How can cognitive science inform InfoVis and what cognitive research work is relevant for InfoVis? Cognition is such a complex and multifaceted phenomenon that there are diverse approaches of studying it. Perhaps not every approach is relevant for InfoVis. Some, for example, look at the neurological basis of cognition, mapping different brain areas to different cognitive functions. Knowing that the visual cortex is in charge of vision or the dorsal/ventral streams specialize in different functions may be useful for understanding and treating abnormal behaviors due to brain lesions, but it doesn’t really tell us much about how and why InfoVis works.
In the research agenda outlined in Illuminating the path, two strands of cognitive research are identified for having the potential of informing InfoVis/Visual Analytics. One is “laboratory-based psychology studies that establish the basic bottlenecks in human abilities to perceive, attend and process information“. I interpret this description to refer to work such as the “magic number 7+-2” for human working memory capacity, pre-attentive perception, confirmation biases and limitation in attention. Many of these research findings are well-known to InfoVis researchers and are widely used. The second strand is “higher-order, embodied, enactive, and distributed models such as those proposed by Gibson and Varela et al.” The relevant work here is seldom talked about or even known by InfoVis researchers.
In Illuminating the path, there is really not much elaboration on the second strand.

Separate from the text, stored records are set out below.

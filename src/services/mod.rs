//! Application services: the result-to-display mapper and the request
//! orchestrator.

pub mod cell_view;
pub mod estimate;

pub use cell_view::CellView;
pub use estimate::{EstimateBackend, EstimateTask, TaskState};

According to what I know, here’s a list of relevant work that may fit well into the category (Feel free to suggest more, and I didn’t read all of them, of course.):
- ecological psychology
important figures: James J. Gibson, whose research focus is on visual perception
important books/papers: Senses as perceptual systems, Ecological approach to Visual Perception, Action in perception
- distributed cognition
important figures: Edwin Hutchins, David Kirsh and maybe Andy Clark, who proposed the extended mind hypothesis (difference between DCog and extended mind, anyone?)
important books/papers: Cognition in the Wild, Supersizing the mind, Being there
- activity theory/Vygotskian psychology
important figures: Lev Vygotsky, Bonnie Nardi
important books/papers: Social formation of mind, mind as action, thought and language
- situated cognition
important figures: Lucy Suchman, William Clancey, Jean Lave, James Greeno
important books/papers: plans and situated action, situated cognition, cognition in practice
- embodied cognition
important figures: George Lakoff, Francois Varela, Rodney Brooks
important books/papers: metaphors we live by, embodied mind
- cognitive anthropology
important figures: Bradd Shore, Michael Tomasello, Roy D’Andrade
important books: culture in mind, development of cognitive anthropology
With all the buzz words such as “situated”, “distributed” or “embodied”, it seems that this list is aiming for a complete departure from the good old information-processing approaches to cognition. I would argue that many of these works are not as radical as they sound. In fact, many useful findings that may be classified as “traditional cognitive science” can be synthesized with these approaches. In future posts I’ll focus on some of these books that I’ve read and discuss my interpretations of them.